Символ следует отличать от реминисценции или цитаты, поскольку в них "внешний" план содержания-выражения не самостоятелен, а является своего рода знаком-индексом, указывающим на некоторый более обширный текст, к которому он находится в метонимическом отношении. Реминисценция, отсылка, цитата являются частями нового текста и функционируют только в его синхронии. Они идут из текста в глубь памяти, а символ – из глубин памяти в текст.

В герменевтике многозначность задает понятие символа. Для Рикера символом является всякая структура значения, где один смысл, прямой и первичный, буквальный, означает одновременно и другой – косвенный, вторичный, иносказательный, который может быть понят лишь через первый [Рикер 1990; 1995]. Сфера таких символов, данных в тексте в формате прямой/непрямой номинации составляет определенное герменевтическое поле. В соответствии с его содержанием модифицируется и интерпретативная деятельность реципиента. Интерпретация, в данном контексте, – это работа мышления, которая состоит в освоении через рефлексию смысла/смыслов, стоящих за символом.

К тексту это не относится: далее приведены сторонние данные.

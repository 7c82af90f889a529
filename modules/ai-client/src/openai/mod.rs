mod client;
pub(crate) mod types;

use async_trait::async_trait;

use crate::error::AiError;
use crate::traits::ChatAgent;

use client::{OpenAiClient, OPENAI_API_URL};

const MAX_TOKENS: u32 = 4096;

// =============================================================================
// OpenAi Agent
// =============================================================================

#[derive(Clone)]
pub struct OpenAi {
    api_key: String,
    model: String,
    base_url: Option<String>,
    http: reqwest::Client,
}

impl OpenAi {
    pub fn new(api_key: impl Into<String>, model: impl Into<String>) -> Self {
        Self {
            api_key: api_key.into(),
            model: model.into(),
            base_url: None,
            http: reqwest::Client::new(),
        }
    }

    pub fn with_base_url(mut self, url: impl Into<String>) -> Self {
        self.base_url = Some(url.into());
        self
    }

    /// Get the base URL requests are sent to.
    pub fn base_url(&self) -> &str {
        self.base_url.as_deref().unwrap_or(OPENAI_API_URL)
    }

    fn client(&self) -> OpenAiClient<'_> {
        OpenAiClient::new(&self.api_key, &self.http, self.base_url())
    }

    fn chat_request(&self, system: &str, user: &str) -> types::ChatRequest {
        let request = types::ChatRequest::new(&self.model)
            .message(types::WireMessage::system(system))
            .message(types::WireMessage::user(user))
            .choices(1);

        if types::uses_max_completion_tokens(&self.model) {
            request.max_completion_tokens(MAX_TOKENS)
        } else {
            request.max_tokens(MAX_TOKENS).temperature(0.0)
        }
    }
}

// =============================================================================
// ChatAgent Implementation
// =============================================================================

#[async_trait]
impl ChatAgent for OpenAi {
    async fn chat_completion(&self, system: &str, user: &str) -> Result<String, AiError> {
        let request = self.chat_request(system, user);
        let response = self.client().chat(&request).await?;

        response
            .into_first_content()
            .ok_or(AiError::EmptyResponse)
    }
}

Символ и символическое в художественном тексте выступает в качестве «замещения» внутреннего, скрытого, свернутого в контексте смысла. Распредмечивание заложенных в символе смыслов, прочитывание их (в том числе и как интертекстов) запускает разнонаправленные дискурсивные процессы между автором, культурой и читателем. Поскольку в основе символического лежит аналогия явлений, символическое в художественном тексте является средоточием чрезвычайно сложных отношений: это отношения образности, структуры, взаимосвязи, традиции, формального (языкового) воплощения, смыслового содержания, деятельности. С этим связана сложность определения границ символического.

В самом общем виде символ можно рассматривать как совокупность множества смыслов и культурных характеристик, реализующихся в соответствующем контексте в форме вербального знака. В этом качестве символ носит интертекстуальный характер и представляет собой систему текстовых связей, раскрывающихся в вертикальном контексте. На такой связи основана, например, интерпретация так называемых словарных символов, представленных в соответствующих словарях, и представляющих собой набор закрепленных интерпретаций в одной или нескольких культурах. Природа символа идеальна, комплексна и уникальна, и поэтому не всегда интерпретация символа в художественном тексте согласуется с трактовкой значения данного символа вне текста.

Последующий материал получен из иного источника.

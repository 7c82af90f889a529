use std::sync::Arc;

use ai_client::{truncate_to_char_boundary, ChatAgent};
use gridprompt_common::{DomainSchema, FilterSpec};
use tracing::{debug, info};

use crate::error::FilterError;
use crate::extract::extract_json;
use crate::prompt::{build_prompt, SYSTEM_INSTRUCTION};
use crate::validate::validate;

/// Raw replies are logged up to this many bytes.
const RAW_REPLY_LOG_BYTES: usize = 2000;

/// Turns a natural-language query into a validated [`FilterSpec`] for one domain.
///
/// Holds the only resource shared between requests: the completion agent.
#[derive(Clone)]
pub struct FilterGenerator {
    agent: Arc<dyn ChatAgent>,
}

impl FilterGenerator {
    pub fn new(agent: Arc<dyn ChatAgent>) -> Self {
        Self { agent }
    }

    /// Prompt the model, extract its JSON, and validate it against `domain`.
    /// No retries: any failure ends the request.
    pub async fn generate(
        &self,
        domain: &DomainSchema,
        query: &str,
    ) -> Result<FilterSpec, FilterError> {
        if query.trim().is_empty() {
            return Err(FilterError::InvalidInput("query must not be empty".into()));
        }

        let prompt = build_prompt(domain, query);
        let reply = self
            .agent
            .chat_completion(SYSTEM_INSTRUCTION, &prompt)
            .await?;

        debug!(
            domain = domain.name,
            reply = truncate_to_char_boundary(&reply, RAW_REPLY_LOG_BYTES),
            "Model raw response"
        );

        let value = extract_json(&reply)?;
        let spec = validate(value, domain)?;

        info!(
            domain = domain.name,
            filters = spec.filters.len(),
            sorters = spec.sorters.len(),
            "Generated filters"
        );

        Ok(spec)
    }
}
use async_trait::async_trait;

use crate::error::AiError;

// =============================================================================
// ChatAgent Trait
// =============================================================================

/// A provider that turns a system instruction plus one user message into the
/// text of a single completion.
#[async_trait]
pub trait ChatAgent: Send + Sync {
    async fn chat_completion(&self, system: &str, user: &str) -> Result<String, AiError>;
}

Понимание символа как своего рода свернутого текстового формата, позволяющего в концентрированном виде, сжатом подчас до вербального знака, представить в новом тексте смыслы, возникшие в культуре в разные периоды и сохранившиеся в ней, создает основания для взаимодействия, диалога автора и читателя в рамках культурной традиции.

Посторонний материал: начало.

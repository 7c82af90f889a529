pub mod config;
pub mod schema;
pub mod types;

pub use config::Config;
pub use schema::*;
pub use types::*;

Основу интертекстуального потенциала символа и символического составляет его диахроничность, которая может рассматриваться как важный механизм памяти культуры, позволяющий переносить тексты, сюжетные схемы и другие семиотические образования из одного пласта культуры в другой. Символ, таким образом, осуществляет еще одну функцию – сохраняет единство культуры во временном пространстве. Интерпретативное прочитывание символов как текстов культуры запускает механизм интертекстуальности, поскольку единство основного набора доминирующих символов и длительность их культурной жизни в значительной мере определяют национальные и ареальные границы культур. Лотман отмечает, что «смысловые потенции символа всегда шире их реализации в данном контексте: связи, в которые вступает символ с помощью своего выражения с тем или иным семиотическим окружением, не исчерпывают всех его смысловых валентностей. Это и образует тот смысловой резерв, с помощью которого символ может вступать в неожиданные связи, меняя свою сущность и деформируя непредвиденным образом текстовое окружение» [Лотман 1992].

Присущая символу диахроничность обеспечивает сохранение культурной традиции во времени и пространстве. Символическое ядро культуры состоит из простых символов, обладающих наибольшей культурно-смысловой емкостью. Символы представляют собой некоторые тексты как в плане выражения, так и в плане содержания, способные интертекстуально взаимодействовать между собой, порождая новые смыслы через отношения с текстами других авторов.

Вторая глава посвящена описанию методологических основ исследования проблемы понимания, смысла и смыслообразования, рассматриваемых с позиций герменевтического подхода. Раскрывается сущность герменевтического метода как способа усмотрения неявно данного в тексте. Возможности и опыт системного подхода к пониманию текста освещаются с точки зрения представления о художественном тексте как о взаимопроникновении и взаимодействии трех пространств: содержания, смысла и метасмысла. Перечисляются техники усмотрения смыслов в тексте, а также рассматривается вопрос о совместимости и взаимодействии различных техник понимания. Дается определение внутритекстового механизма смыслоформирования и выделяются основные функции художественного текста и критерии, регулирующие процесс интерпретации текста. Установление связей в тексте и реализация принципа диалогичности смыслов рассматриваются как необходимые условия смыслообразования. Герменевтические указатели определяются как факторы, определяющие границы интерпретации.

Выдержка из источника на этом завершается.